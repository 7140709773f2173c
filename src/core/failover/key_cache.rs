use crate::core::network::clock::ClockTrait;
use crate::core::network::debug_logger::get_debug_logger;
use crate::core::network::storage::LocalStore;
use crate::core::network::types::ClientError;
use std::sync::Arc;

/// A cached shared API key and when it was fetched (epoch millis)
#[derive(Debug, Clone, PartialEq, Eq)]
pub struct CachedKey {
    pub value: String,
    pub fetched_at: i64,
}

enum StoredEntry {
    Empty,
    Corrupt,
    Present(CachedKey),
}

/// TTL cache for the shared API key, backed by `LocalStore`
///
/// The two fields are always read and written together in one store update.
/// A stale entry is not deleted on read; the next `put` overwrites it. A
/// corrupt entry (one field without the other) is cleared when read.
pub struct KeyCache {
    store: Arc<LocalStore>,
    clock: Arc<dyn ClockTrait>,
    ttl_ms: i64,
}

impl KeyCache {
    pub fn new(store: Arc<LocalStore>, clock: Arc<dyn ClockTrait>, ttl_secs: u64) -> Self {
        Self {
            store,
            clock,
            ttl_ms: (ttl_secs as i64).saturating_mul(1000),
        }
    }

    pub fn ttl_ms(&self) -> i64 {
        self.ttl_ms
    }

    /// The cached key if it is younger than the TTL
    pub async fn get(&self) -> Option<String> {
        let logger = get_debug_logger();
        let entry = match self.read().await {
            StoredEntry::Present(entry) => entry,
            StoredEntry::Empty => {
                logger.key_cache_event("miss", None);
                return None;
            }
            StoredEntry::Corrupt => {
                logger.key_cache_event("corrupt", None);
                if let Err(e) = self.clear().await {
                    logger.error_sync("KeyCache", "clear_failed", &e.to_string());
                }
                return None;
            }
        };

        let age = self.clock.now_millis() - entry.fetched_at;
        if age < self.ttl_ms {
            logger.key_cache_event("hit", Some(age));
            Some(entry.value)
        } else {
            logger.key_cache_event("expired", Some(age));
            None
        }
    }

    /// Raw entry regardless of age
    ///
    /// A key without a timestamp (or the reverse) counts as a corrupt entry
    /// and reads as absent.
    pub async fn entry(&self) -> Option<CachedKey> {
        match self.read().await {
            StoredEntry::Present(entry) => Some(entry),
            StoredEntry::Empty | StoredEntry::Corrupt => None,
        }
    }

    async fn read(&self) -> StoredEntry {
        let state = self.store.load().await;
        match (state.cached_api_key, state.key_timestamp) {
            (Some(value), Some(fetched_at)) if !value.is_empty() => {
                StoredEntry::Present(CachedKey { value, fetched_at })
            }
            (None, None) => StoredEntry::Empty,
            _ => StoredEntry::Corrupt,
        }
    }

    /// Store `key` fetched now, replacing any previous entry
    pub async fn put(&self, key: &str) -> Result<CachedKey, ClientError> {
        let entry = CachedKey {
            value: key.to_string(),
            fetched_at: self.clock.now_millis(),
        };
        let stored = entry.clone();
        self.store
            .update(move |state| {
                state.cached_api_key = Some(stored.value);
                state.key_timestamp = Some(stored.fetched_at);
            })
            .await?;
        get_debug_logger().key_cache_event("stored", Some(0));
        Ok(entry)
    }

    pub async fn clear(&self) -> Result<(), ClientError> {
        self.store
            .update(|state| {
                state.cached_api_key = None;
                state.key_timestamp = None;
            })
            .await?;
        get_debug_logger().key_cache_event("cleared", None);
        Ok(())
    }
}
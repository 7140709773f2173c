use crate::common::{build_client, health_url, key_url, test_config, MockClock, MockHttpClient, A, B};
use kimaaka::core::failover::KeyCache;
use kimaaka::core::network::{ClientError, LocalStore};
use std::sync::Arc;
use std::time::Duration;

const MINUTE: i64 = 60 * 1000;
const HOUR: i64 = 60 * MINUTE;

#[tokio::test]
async fn test_key_cache_round_trip_within_ttl() {
    let clock = MockClock::new(1_000);
    let cache = KeyCache::new(Arc::new(LocalStore::in_memory()), clock.clone(), 7200);

    assert_eq!(cache.get().await, None);
    cache.put("AIza-first").await.unwrap();
    assert_eq!(cache.get().await.as_deref(), Some("AIza-first"));

    cache.put("AIza-second").await.unwrap();
    assert_eq!(cache.get().await.as_deref(), Some("AIza-second"));
}

#[tokio::test]
async fn test_key_cache_ttl_boundary() {
    let clock = MockClock::new(0);
    let cache = KeyCache::new(Arc::new(LocalStore::in_memory()), clock.clone(), 7200);
    cache.put("AIza-cached").await.unwrap();

    clock.set(HOUR + 59 * MINUTE);
    assert_eq!(cache.get().await.as_deref(), Some("AIza-cached"));

    clock.set(2 * HOUR + MINUTE);
    assert_eq!(cache.get().await, None);
    // Stale entry stays until overwritten
    assert_eq!(cache.entry().await.map(|e| e.value).as_deref(), Some("AIza-cached"));
}

#[tokio::test]
async fn test_key_without_timestamp_is_cleared_on_read() {
    let store = Arc::new(LocalStore::in_memory());
    store
        .update(|s| s.cached_api_key = Some("AIza-orphan".to_string()))
        .await
        .unwrap();
    let cache = KeyCache::new(store.clone(), MockClock::new(0), 7200);
    assert_eq!(cache.get().await, None);

    let state = store.load().await;
    assert_eq!(state.cached_api_key, None);
    assert_eq!(state.key_timestamp, None);
}

#[tokio::test]
async fn test_timestamp_without_key_is_cleared() {
    let store = Arc::new(LocalStore::in_memory());
    store.update(|s| s.key_timestamp = Some(500)).await.unwrap();
    let cache = KeyCache::new(store.clone(), MockClock::new(1_000), 7200);

    assert_eq!(cache.get().await, None);
    assert_eq!(store.load().await.key_timestamp, None);

    cache.put("AIza-fresh").await.unwrap();
    assert_eq!(cache.get().await.as_deref(), Some("AIza-fresh"));
}

#[tokio::test]
async fn test_get_cached_api_key_fetches_then_serves_cache() {
    let http = MockHttpClient::new();
    http.healthy(A);
    http.respond(&key_url(A), 200, r#"{"geminiApiKey":"AIza-from-server"}"#);
    let clock = MockClock::new(0);

    let (client, store) = build_client(test_config(&[A]), http.clone(), clock.clone()).await;

    let first = client.get_cached_api_key().await.unwrap();
    assert_eq!(first.key, "AIza-from-server");
    assert!(!first.from_cache);
    assert_eq!(store.load().await.key_timestamp, Some(0));

    let second = client.get_cached_api_key().await.unwrap();
    assert!(second.from_cache);
    assert_eq!(http.call_count(&key_url(A)), 1);
}

#[tokio::test]
async fn test_expired_key_triggers_refetch() {
    let http = MockHttpClient::new();
    http.healthy(A);
    http.queue(&key_url(A), 200, r#"{"geminiApiKey":"AIza-old"}"#);
    http.queue(&key_url(A), 200, r#"{"geminiApiKey":"AIza-new"}"#);
    let clock = MockClock::new(0);

    let (client, _store) = build_client(test_config(&[A]), http.clone(), clock.clone()).await;
    assert_eq!(client.get_cached_api_key().await.unwrap().key, "AIza-old");

    clock.set(HOUR + 59 * MINUTE);
    assert!(client.get_cached_api_key().await.unwrap().from_cache);

    clock.set(2 * HOUR + MINUTE);
    let lease = client.get_cached_api_key().await.unwrap();
    assert_eq!(lease.key, "AIza-new");
    assert!(!lease.from_cache);
}

#[tokio::test]
async fn test_server_without_key_is_quarantined() {
    let http = MockHttpClient::new();
    http.healthy(A);
    http.healthy(B);
    http.respond(&key_url(A), 200, r#"{"geminiApiKey":""}"#);
    http.respond(&key_url(B), 200, r#"{"geminiApiKey":"AIza-b"}"#);

    let (client, _store) = build_client(test_config(&[A, B]), http.clone(), MockClock::new(0)).await;
    // Random policy may or may not try A first
    let lease = client.refresh_api_key().await.unwrap();
    assert_eq!(lease.key, "AIza-b");
    if http.call_count(&key_url(A)) > 0 {
        assert!(client.context().is_quarantined(A));
    }
    assert_eq!(client.context().sticky().as_deref(), Some(B));
}

#[tokio::test]
async fn test_key_fetch_failure_surfaces_status() {
    let http = MockHttpClient::new();
    http.healthy(A);
    http.respond(&key_url(A), 503, "");

    let (client, _store) = build_client(test_config(&[A]), http.clone(), MockClock::new(0)).await;
    match client.get_cached_api_key().await.unwrap_err() {
        ClientError::AllServersFailed { attempts, last_error } => {
            assert_eq!(attempts, 1);
            assert_eq!(last_error, "HTTP 503");
        }
        other => panic!("expected AllServersFailed, got {:?}", other),
    }
    assert_eq!(http.call_count(&health_url(A)), 1);
}

#[tokio::test(start_paused = true)]
async fn test_hung_key_endpoint_times_out() {
    let http = MockHttpClient::new();
    http.healthy(A);
    http.respond(&key_url(A), 200, r#"{"geminiApiKey":"AIza-late"}"#);
    http.hang(&key_url(A), Duration::from_secs(60));

    let mut config = test_config(&[A]);
    config.timeouts.key_fetch_ms = 2000;
    let (client, store) = build_client(config, http.clone(), MockClock::new(0)).await;

    match client.get_cached_api_key().await.unwrap_err() {
        ClientError::AllServersFailed { attempts, last_error } => {
            assert_eq!(attempts, 1);
            assert_eq!(last_error, "Request timeout (2s)");
        }
        other => panic!("expected AllServersFailed, got {:?}", other),
    }
    assert_eq!(store.load().await.cached_api_key, None);
}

● **Exercise brief**
A word-for-word copy of the lines above from the one with "async fn read(&self)" through the one with "(Some(value), Some(fetched_at)) if", inclusive, is the only output wanted.

● **Finished task**
    async fn read(&self) -> StoredEntry {
        let state = self.store.load().await;
        match (state.cached_api_key, state.key_timestamp) {
            (Some(value), Some(fetched_at)) if !value.is_empty() => {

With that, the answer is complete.